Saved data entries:
+ + + + +

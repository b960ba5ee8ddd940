//! Translate candidate packages into ready distributions.
//!
//! Each translator accepts exactly one package kind and declines everything
//! else; a chain tries them in precedence order. Declines are `None`, never
//! errors: fetch and build failures are logged and the caller moves to the
//! next candidate.

use std::fs;
use std::io;
use std::path::{Path, PathBuf};
use std::sync::Arc;
use std::time::Duration;

use tracing::{debug, warn};
use walkdir::WalkDir;

use pydist_domain::{Distribution, Package, Target};

use crate::core::fetch::{Fetch, Fetcher};
use crate::core::finder::{find_distributions, register_finders};
use crate::core::installer::{BuildError, BuildFlavor, Installer};
use crate::core::interpreter::Interpreter;
use crate::core::tooling::timings::TimingGuard;
use crate::core::unpack::unpack_archive;

/// Translate a package into a distribution, or decline with `None`.
pub trait Translate {
    fn translate(&self, package: &Package) -> Option<Distribution>;
}

/// External syntax-migration collaborator, applied per source file.
pub trait Migrate {
    fn migrate(&self, file: &Path) -> anyhow::Result<()>;
}

/// Migrates sources with the interpreter's own refactoring tool
/// (`python -m lib2to3 -w`). Interpreters too new to ship lib2to3 fail per
/// file, which the source translator logs and skips.
pub struct Lib2to3Migrator {
    interpreter: Interpreter,
}

impl Lib2to3Migrator {
    pub fn new(interpreter: Interpreter) -> Self {
        Self { interpreter }
    }
}

impl Migrate for Lib2to3Migrator {
    fn migrate(&self, file: &Path) -> anyhow::Result<()> {
        use anyhow::Context;
        let output = std::process::Command::new(self.interpreter.binary())
            .args(["-m", "lib2to3", "-w", "-n"])
            .arg(file)
            .output()
            .with_context(|| format!("failed to run lib2to3 on {}", file.display()))?;
        if !output.status.success() {
            anyhow::bail!(
                "lib2to3 exited with {} for {}",
                output.status.code().unwrap_or(-1),
                file.display()
            );
        }
        Ok(())
    }
}

/// Fetch a prebuilt artifact into the cache and parse its metadata.
fn fetch_prebuilt(
    fetcher: &dyn Fetch,
    package: &Package,
    install_cache: &Path,
    timeout: Option<Duration>,
) -> Option<Distribution> {
    let local = match fetcher.fetch(package.location(), install_cache, timeout) {
        Ok(path) => path,
        Err(err) => {
            warn!(location = package.location(), %err, "failed to fetch");
            return None;
        }
    };
    find_distributions(&local).into_iter().next()
}

/// Translates standard prebuilt archives that are compatible with the target.
pub struct WheelTranslator {
    install_cache: PathBuf,
    target: Target,
    fetcher: Arc<dyn Fetch>,
    timeout: Option<Duration>,
}

impl WheelTranslator {
    pub fn new(install_cache: impl Into<PathBuf>, target: Target) -> Self {
        Self::with_fetcher(install_cache, target, Arc::new(Fetcher), None)
    }

    pub fn with_fetcher(
        install_cache: impl Into<PathBuf>,
        target: Target,
        fetcher: Arc<dyn Fetch>,
        timeout: Option<Duration>,
    ) -> Self {
        register_finders();
        Self {
            install_cache: install_cache.into(),
            target,
            fetcher,
            timeout,
        }
    }
}

impl Translate for WheelTranslator {
    fn translate(&self, package: &Package) -> Option<Distribution> {
        let Package::Wheel(_) = package else {
            return None;
        };
        if !package.compatible(&self.target) {
            return None;
        }
        fetch_prebuilt(
            self.fetcher.as_ref(),
            package,
            &self.install_cache,
            self.timeout,
        )
    }
}

/// Translates legacy prebuilt archives that are compatible with the target.
pub struct EggTranslator {
    install_cache: PathBuf,
    target: Target,
    fetcher: Arc<dyn Fetch>,
    timeout: Option<Duration>,
}

impl EggTranslator {
    pub fn new(install_cache: impl Into<PathBuf>, target: Target) -> Self {
        Self::with_fetcher(install_cache, target, Arc::new(Fetcher), None)
    }

    pub fn with_fetcher(
        install_cache: impl Into<PathBuf>,
        target: Target,
        fetcher: Arc<dyn Fetch>,
        timeout: Option<Duration>,
    ) -> Self {
        register_finders();
        Self {
            install_cache: install_cache.into(),
            target,
            fetcher,
            timeout,
        }
    }
}

impl Translate for EggTranslator {
    fn translate(&self, package: &Package) -> Option<Distribution> {
        let Package::Egg(_) = package else {
            return None;
        };
        if !package.compatible(&self.target) {
            return None;
        }
        fetch_prebuilt(
            self.fetcher.as_ref(),
            package,
            &self.install_cache,
            self.timeout,
        )
    }
}

/// Builds source archives into prebuilt artifacts via an isolated subprocess,
/// then re-validates the result before exposing it.
pub struct SourceTranslator {
    install_cache: PathBuf,
    interpreter: Interpreter,
    migrator: Option<Arc<dyn Migrate>>,
    fetcher: Arc<dyn Fetch>,
    timeout: Option<Duration>,
}

impl SourceTranslator {
    pub fn new(install_cache: impl Into<PathBuf>, interpreter: Interpreter) -> Self {
        register_finders();
        Self {
            install_cache: install_cache.into(),
            interpreter,
            migrator: None,
            fetcher: Arc::new(Fetcher),
            timeout: None,
        }
    }

    pub fn with_migrator(mut self, migrator: Arc<dyn Migrate>) -> Self {
        self.migrator = Some(migrator);
        self
    }

    pub fn with_fetcher(mut self, fetcher: Arc<dyn Fetch>, timeout: Option<Duration>) -> Self {
        self.fetcher = fetcher;
        self.timeout = timeout;
        self
    }

    fn migrate_tree(&self, migrator: &dyn Migrate, tree: &Path) {
        let _timing = TimingGuard::new("migrate");
        for entry in WalkDir::new(tree).into_iter().flatten() {
            let path = entry.path();
            if !entry.file_type().is_file() || path.extension() != Some("py".as_ref()) {
                continue;
            }
            if let Err(err) = migrator.migrate(path) {
                warn!(file = %path.display(), %err, "migration failed; skipping file");
            }
        }
    }

    /// Build the unpacked tree, preferring the standard archive format and
    /// falling back to the legacy flavor when the interpreter lacks the
    /// standard-format tooling.
    fn build(&self, tree: &Path, package: &Package) -> Option<PathBuf> {
        // distribute bootstraps its own build support
        let strict = package.name() != "distribute";
        let mut installer = match Installer::new(
            tree,
            self.interpreter.clone(),
            BuildFlavor::BdistWheel,
            strict,
        ) {
            Ok(installer) => installer,
            Err(BuildError::IncapableInterpreter { .. }) => {
                debug!(name = package.name(), "no wheel tooling; using legacy build");
                match Installer::new(tree, self.interpreter.clone(), BuildFlavor::BdistEgg, strict)
                {
                    Ok(installer) => installer,
                    Err(err) => {
                        warn!(name = package.name(), %err, "cannot construct build session");
                        return None;
                    }
                }
            }
            Err(err) => {
                warn!(name = package.name(), %err, "cannot construct build session");
                return None;
            }
        };

        let _timing = TimingGuard::new("package");
        let artifact = match installer.artifact() {
            Ok(path) => path,
            Err(err) => {
                warn!(name = package.name(), %err, "build declined");
                return None;
            }
        };
        // move out of the session's temp dir before it is released
        let cached = match place_in_cache(&artifact, &self.install_cache) {
            Ok(path) => path,
            Err(err) => {
                warn!(name = package.name(), %err, "failed to cache built artifact");
                return None;
            }
        };
        installer.cleanup();
        Some(cached)
    }
}

impl Translate for SourceTranslator {
    fn translate(&self, package: &Package) -> Option<Distribution> {
        let Package::Source(source) = package else {
            return None;
        };
        // owns the fetch/unpack scratch space; removed on every exit below
        let scratch = match tempfile::tempdir() {
            Ok(dir) => dir,
            Err(err) => {
                warn!(%err, "cannot create unpack dir");
                return None;
            }
        };
        let archive = match self
            .fetcher
            .fetch(package.location(), scratch.path(), self.timeout)
        {
            Ok(path) => path,
            Err(err) => {
                warn!(location = package.location(), %err, "failed to fetch");
                return None;
            }
        };
        let tree = match unpack_archive(&archive, source.archive_kind(), &scratch.path().join("src"))
        {
            Ok(tree) => tree,
            Err(err) => {
                warn!(location = package.location(), %err, "failed to unpack");
                return None;
            }
        };

        if let Some(migrator) = &self.migrator {
            if self.interpreter.target().version().0 >= 3 {
                self.migrate_tree(migrator.as_ref(), &tree);
            }
        }

        let cached = self.build(&tree, package)?;
        let built = Package::from_location(&cached.display().to_string())?;
        if !built.compatible(self.interpreter.target()) {
            warn!(
                artifact = %cached.display(),
                "built artifact is not compatible with the target"
            );
            return None;
        }
        find_distributions(&cached).into_iter().next()
    }
}

/// Move a freshly built artifact into the shared cache without ever exposing
/// a partial file under its final name.
fn place_in_cache(artifact: &Path, install_cache: &Path) -> io::Result<PathBuf> {
    fs::create_dir_all(install_cache)?;
    let file_name = artifact
        .file_name()
        .ok_or_else(|| io::Error::new(io::ErrorKind::InvalidInput, "artifact has no filename"))?;
    let target = install_cache.join(file_name);
    // stage beside the target: the build tmp may be on another filesystem
    let staging = install_cache.join(format!(".{}.partial", file_name.to_string_lossy()));
    fs::copy(artifact, &staging)?;
    fs::rename(&staging, &target)?;
    Ok(target)
}

/// Glue translators together in priority order; the first to produce a
/// distribution wins. Element shape is the type system's problem here, so
/// construction cannot fail.
pub struct ChainedTranslator {
    translators: Vec<Box<dyn Translate>>,
}

impl ChainedTranslator {
    pub fn new(translators: Vec<Box<dyn Translate>>) -> Self {
        Self { translators }
    }
}

impl Translate for ChainedTranslator {
    fn translate(&self, package: &Package) -> Option<Distribution> {
        self.translators
            .iter()
            .find_map(|translator| translator.translate(package))
    }
}

/// The default pipeline: prebuilt artifacts before source builds.
pub fn default_translator(
    install_cache: impl Into<PathBuf>,
    interpreter: Interpreter,
    timeout: Option<Duration>,
) -> ChainedTranslator {
    let install_cache = install_cache.into();
    let target = interpreter.target().clone();
    let fetcher: Arc<dyn Fetch> = Arc::new(Fetcher);
    ChainedTranslator::new(vec![
        Box::new(WheelTranslator::with_fetcher(
            install_cache.clone(),
            target.clone(),
            fetcher.clone(),
            timeout,
        )),
        Box::new(EggTranslator::with_fetcher(
            install_cache.clone(),
            target,
            fetcher.clone(),
            timeout,
        )),
        Box::new(SourceTranslator::new(install_cache, interpreter).with_fetcher(fetcher, timeout)),
    ])
}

+ + + + +

- **Task objective**
Write down every line of the data above that includes the string "session".

- **Answer to this problem**
                        warn!(name = package.name(), %err, "cannot construct build session");
                warn!(name = package.name(), %err, "cannot construct build session");
        // move out of the session's temp dir before it is released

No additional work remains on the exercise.